[Source data]
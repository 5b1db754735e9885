//! 日期函数
//!
//! 日期时间在表达式中以 RFC 3339 字符串表示, 日期以 `YYYY-MM-DD` 表示;
//! 两者都可直接按字符串比较大小。

use chrono::{DateTime, Datelike, FixedOffset, Local, NaiveDate, NaiveDateTime, TimeZone, Timelike, Utc};

use super::{int_arg, CallArgs, FunctionRegistry};
use crate::dsl::executor::{ExecutionError, ExecutionResult};
use crate::dsl::value::Value;

/// 带时区的解析格式
const ZONED_FORMATS: [&str; 3] = [
    "%Y-%m-%dT%H:%M:%S%.f%z",
    "%Y-%m-%dT%H:%M:%S%z",
    "%Y-%m-%d %H:%M:%S%.f%z",
];

/// 无时区的解析格式 (按 UTC 处理)
const NAIVE_FORMATS: [&str; 5] = [
    "%Y-%m-%dT%H:%M:%S%.f",
    "%Y-%m-%dT%H:%M:%S",
    "%Y-%m-%d %H:%M:%S%.f",
    "%Y-%m-%d %H:%M:%S",
    "%Y-%m-%d %H:%M",
];

pub(super) fn register(registry: &mut FunctionRegistry) {
    registry.register("now", now);
    registry.register("parse_datetime", |_: &FunctionRegistry, args: CallArgs| {
        args.expect_count("parse_datetime", 1, 1)?;
        let parsed = parse(&args.positional[0])?;
        Ok(Value::String(parsed.to_rfc3339()))
    });
    registry.register("parse_date", |_: &FunctionRegistry, args: CallArgs| {
        args.expect_count("parse_date", 1, 1)?;
        let parsed = parse(&args.positional[0])?;
        Ok(Value::String(parsed.date_naive().format("%Y-%m-%d").to_string()))
    });
}

/// 当前本地时间, 可用关键字参数替换各分量 (`now(hour=0, minute=0)`)
fn now(_: &FunctionRegistry, args: CallArgs) -> ExecutionResult<Value> {
    args.expect_count("now", 0, 0)?;
    let mut current = Local::now().fixed_offset();

    for (name, value) in &args.keywords {
        let n = int_arg(value, "now")?;
        let replaced = match name.as_str() {
            "year" => i32::try_from(n).ok().and_then(|y| current.with_year(y)),
            "month" => u32::try_from(n).ok().and_then(|m| current.with_month(m)),
            "day" => u32::try_from(n).ok().and_then(|d| current.with_day(d)),
            "hour" => u32::try_from(n).ok().and_then(|h| current.with_hour(h)),
            "minute" => u32::try_from(n).ok().and_then(|m| current.with_minute(m)),
            "second" => u32::try_from(n).ok().and_then(|s| current.with_second(s)),
            "microsecond" => u32::try_from(n)
                .ok()
                .and_then(|us| current.with_nanosecond(us.saturating_mul(1000))),
            other => {
                return Err(ExecutionError::ArgumentError(format!(
                    "'{}' is an invalid keyword argument for now()",
                    other
                )))
            }
        };
        current = replaced.ok_or_else(|| {
            ExecutionError::ValueError(format!("{} is out of range for {}", n, name))
        })?;
    }

    Ok(Value::String(current.to_rfc3339()))
}

fn parse(value: &Value) -> ExecutionResult<DateTime<FixedOffset>> {
    let text = value.as_str().ok_or_else(|| {
        ExecutionError::TypeError(format!(
            "Parser must be a string or character stream, not {}",
            value.type_name()
        ))
    })?;
    parse_datetime_str(text.trim())
        .ok_or_else(|| ExecutionError::ValueError(format!("Unknown string format: {}", text)))
}

/// 解析日期时间文本; 未带时区时按 UTC
pub fn parse_datetime_str(text: &str) -> Option<DateTime<FixedOffset>> {
    if let Ok(parsed) = DateTime::parse_from_rfc3339(text) {
        return Some(parsed);
    }
    for format in ZONED_FORMATS {
        if let Ok(parsed) = DateTime::parse_from_str(text, format) {
            return Some(parsed);
        }
    }
    for format in NAIVE_FORMATS {
        if let Ok(naive) = NaiveDateTime::parse_from_str(text, format) {
            return Some(Utc.from_utc_datetime(&naive).fixed_offset());
        }
    }
    NaiveDate::parse_from_str(text, "%Y-%m-%d")
        .ok()
        .and_then(|date| date.and_hms_opt(0, 0, 0))
        .map(|naive| Utc.from_utc_datetime(&naive).fixed_offset())
}

#[cfg(test)]
mod tests {
    use super::*;

    fn call(name: &str, args: CallArgs) -> ExecutionResult<Value> {
        FunctionRegistry::builtin().call(name, args)
    }

    #[test]
    fn test_parse_tracker_timestamp() {
        let parsed = call(
            "parse_datetime",
            CallArgs::new(vec![Value::from("2020-03-01T10:15:00.000+0000")]),
        )
        .unwrap();
        assert_eq!(parsed, Value::from("2020-03-01T10:15:00+00:00"));
    }

    #[test]
    fn test_naive_input_is_utc() {
        let parsed = call(
            "parse_datetime",
            CallArgs::new(vec![Value::from("2020-03-01 10:15:00")]),
        )
        .unwrap();
        assert_eq!(parsed, Value::from("2020-03-01T10:15:00+00:00"));
    }

    #[test]
    fn test_parse_date() {
        let parsed = call(
            "parse_date",
            CallArgs::new(vec![Value::from("2021-12-31T23:00:00-05:00")]),
        )
        .unwrap();
        assert_eq!(parsed, Value::from("2021-12-31"));
        assert!(matches!(
            call("parse_date", CallArgs::new(vec![Value::from("yesterday")])),
            Err(ExecutionError::ValueError(_))
        ));
    }

    #[test]
    fn test_now_replacements() {
        let args = CallArgs::with_keywords(
            vec![],
            vec![
                ("hour".to_string(), Value::Integer(0)),
                ("minute".to_string(), Value::Integer(0)),
                ("second".to_string(), Value::Integer(0)),
                ("microsecond".to_string(), Value::Integer(0)),
            ],
        );
        let value = call("now", args).unwrap();
        let parsed = parse_datetime_str(value.as_str().unwrap()).unwrap();
        assert_eq!(parsed.hour(), 0);
        assert_eq!(parsed.minute(), 0);
        assert!(matches!(
            call(
                "now",
                CallArgs::with_keywords(vec![], vec![("month".to_string(), Value::Integer(13))])
            ),
            Err(ExecutionError::ValueError(_))
        ));
    }
}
[/Source data]
> **Task**
Set all the entries above down again exactly.

> **Response area**
repository 5b1db754735e9885
//! 日期函数
//!
//! 日期时间在表达式中以 RFC 3339 字符串表示, 日期以 `YYYY-MM-DD` 表示;
//! 两者都可直接按字符串比较大小。

use chrono::{DateTime, Datelike, FixedOffset, Local, NaiveDate, NaiveDateTime, TimeZone, Timelike, Utc};

use super::{int_arg, CallArgs, FunctionRegistry};
use crate::dsl::executor::{ExecutionError, ExecutionResult};
use crate::dsl::value::Value;

/// 带时区的解析格式
const ZONED_FORMATS: [&str; 3] = [
    "%Y-%m-%dT%H:%M:%S%.f%z",
    "%Y-%m-%dT%H:%M:%S%z",
    "%Y-%m-%d %H:%M:%S%.f%z",
];

/// 无时区的解析格式 (按 UTC 处理)
const NAIVE_FORMATS: [&str; 5] = [
    "%Y-%m-%dT%H:%M:%S%.f",
    "%Y-%m-%dT%H:%M:%S",
    "%Y-%m-%d %H:%M:%S%.f",
    "%Y-%m-%d %H:%M:%S",
    "%Y-%m-%d %H:%M",
];

pub(super) fn register(registry: &mut FunctionRegistry) {
    registry.register("now", now);
    registry.register("parse_datetime", |_: &FunctionRegistry, args: CallArgs| {
        args.expect_count("parse_datetime", 1, 1)?;
        let parsed = parse(&args.positional[0])?;
        Ok(Value::String(parsed.to_rfc3339()))
    });
    registry.register("parse_date", |_: &FunctionRegistry, args: CallArgs| {
        args.expect_count("parse_date", 1, 1)?;
        let parsed = parse(&args.positional[0])?;
        Ok(Value::String(parsed.date_naive().format("%Y-%m-%d").to_string()))
    });
}

/// 当前本地时间, 可用关键字参数替换各分量 (`now(hour=0, minute=0)`)
fn now(_: &FunctionRegistry, args: CallArgs) -> ExecutionResult<Value> {
    args.expect_count("now", 0, 0)?;
    let mut current = Local::now().fixed_offset();

    for (name, value) in &args.keywords {
        let n = int_arg(value, "now")?;
        let replaced = match name.as_str() {
            "year" => i32::try_from(n).ok().and_then(|y| current.with_year(y)),
            "month" => u32::try_from(n).ok().and_then(|m| current.with_month(m)),
            "day" => u32::try_from(n).ok().and_then(|d| current.with_day(d)),
            "hour" => u32::try_from(n).ok().and_then(|h| current.with_hour(h)),
            "minute" => u32::try_from(n).ok().and_then(|m| current.with_minute(m)),
            "second" => u32::try_from(n).ok().and_then(|s| current.with_second(s)),
            "microsecond" => u32::try_from(n)
                .ok()
                .and_then(|us| current.with_nanosecond(us.saturating_mul(1000))),
            other => {
                return Err(ExecutionError::ArgumentError(format!(
                    "'{}' is an invalid keyword argument for now()",
                    other
                )))
            }
        };
        current = replaced.ok_or_else(|| {
            ExecutionError::ValueError(format!("{} is out of range for {}", n, name))
        })?;
    }

    Ok(Value::String(current.to_rfc3339()))
}

fn parse(value: &Value) -> ExecutionResult<DateTime<FixedOffset>> {
    let text = value.as_str().ok_or_else(|| {
        ExecutionError::TypeError(format!(
            "Parser must be a string or character stream, not {}",
            value.type_name()
        ))
    })?;
    parse_datetime_str(text.trim())
        .ok_or_else(|| ExecutionError::ValueError(format!("Unknown string format: {}", text)))
}

/// 解析日期时间文本; 未带时区时按 UTC
pub fn parse_datetime_str(text: &str) -> Option<DateTime<FixedOffset>> {
    if let Ok(parsed) = DateTime::parse_from_rfc3339(text) {
        return Some(parsed);
    }
    for format in ZONED_FORMATS {
        if let Ok(parsed) = DateTime::parse_from_str(text, format) {
            return Some(parsed);
        }
    }
    for format in NAIVE_FORMATS {
        if let Ok(naive) = NaiveDateTime::parse_from_str(text, format) {
            return Some(Utc.from_utc_datetime(&naive).fixed_offset());
        }
    }
    NaiveDate::parse_from_str(text, "%Y-%m-%d")
        .ok()
        .and_then(|date| date.and_hms_opt(0, 0, 0))
        .map(|naive| Utc.from_utc_datetime(&naive).fixed_offset())
}

#[cfg(test)]
mod tests {
    use super::*;

    fn call(name: &str, args: CallArgs) -> ExecutionResult<Value> {
        FunctionRegistry::builtin().call(name, args)
    }

    #[test]
    fn test_parse_tracker_timestamp() {
        let parsed = call(
            "parse_datetime",
            CallArgs::new(vec![Value::from("2020-03-01T10:15:00.000+0000")]),
        )
        .unwrap();
        assert_eq!(parsed, Value::from("2020-03-01T10:15:00+00:00"));
    }

    #[test]
    fn test_naive_input_is_utc() {
        let parsed = call(
            "parse_datetime",
            CallArgs::new(vec![Value::from("2020-03-01 10:15:00")]),
        )
        .unwrap();
        assert_eq!(parsed, Value::from("2020-03-01T10:15:00+00:00"));
    }

    #[test]
    fn test_parse_date() {
        let parsed = call(
            "parse_date",
            CallArgs::new(vec![Value::from("2021-12-31T23:00:00-05:00")]),
        )
        .unwrap();
        assert_eq!(parsed, Value::from("2021-12-31"));
        assert!(matches!(
            call("parse_date", CallArgs::new(vec![Value::from("yesterday")])),
            Err(ExecutionError::ValueError(_))
        ));
    }

    #[test]
    fn test_now_replacements() {
        let args = CallArgs::with_keywords(
            vec![],
            vec![
                ("hour".to_string(), Value::Integer(0)),
                ("minute".to_string(), Value::Integer(0)),
                ("second".to_string(), Value::Integer(0)),
                ("microsecond".to_string(), Value::Integer(0)),
            ],
        );
        let value = call("now", args).unwrap();
        let parsed = parse_datetime_str(value.as_str().unwrap()).unwrap();
        assert_eq!(parsed.hour(), 0);
        assert_eq!(parsed.minute(), 0);
        assert!(matches!(
            call(
                "now",
                CallArgs::with_keywords(vec![], vec![("month".to_string(), Value::Integer(13))])
            ),
            Err(ExecutionError::ValueError(_))
        ));
    }
}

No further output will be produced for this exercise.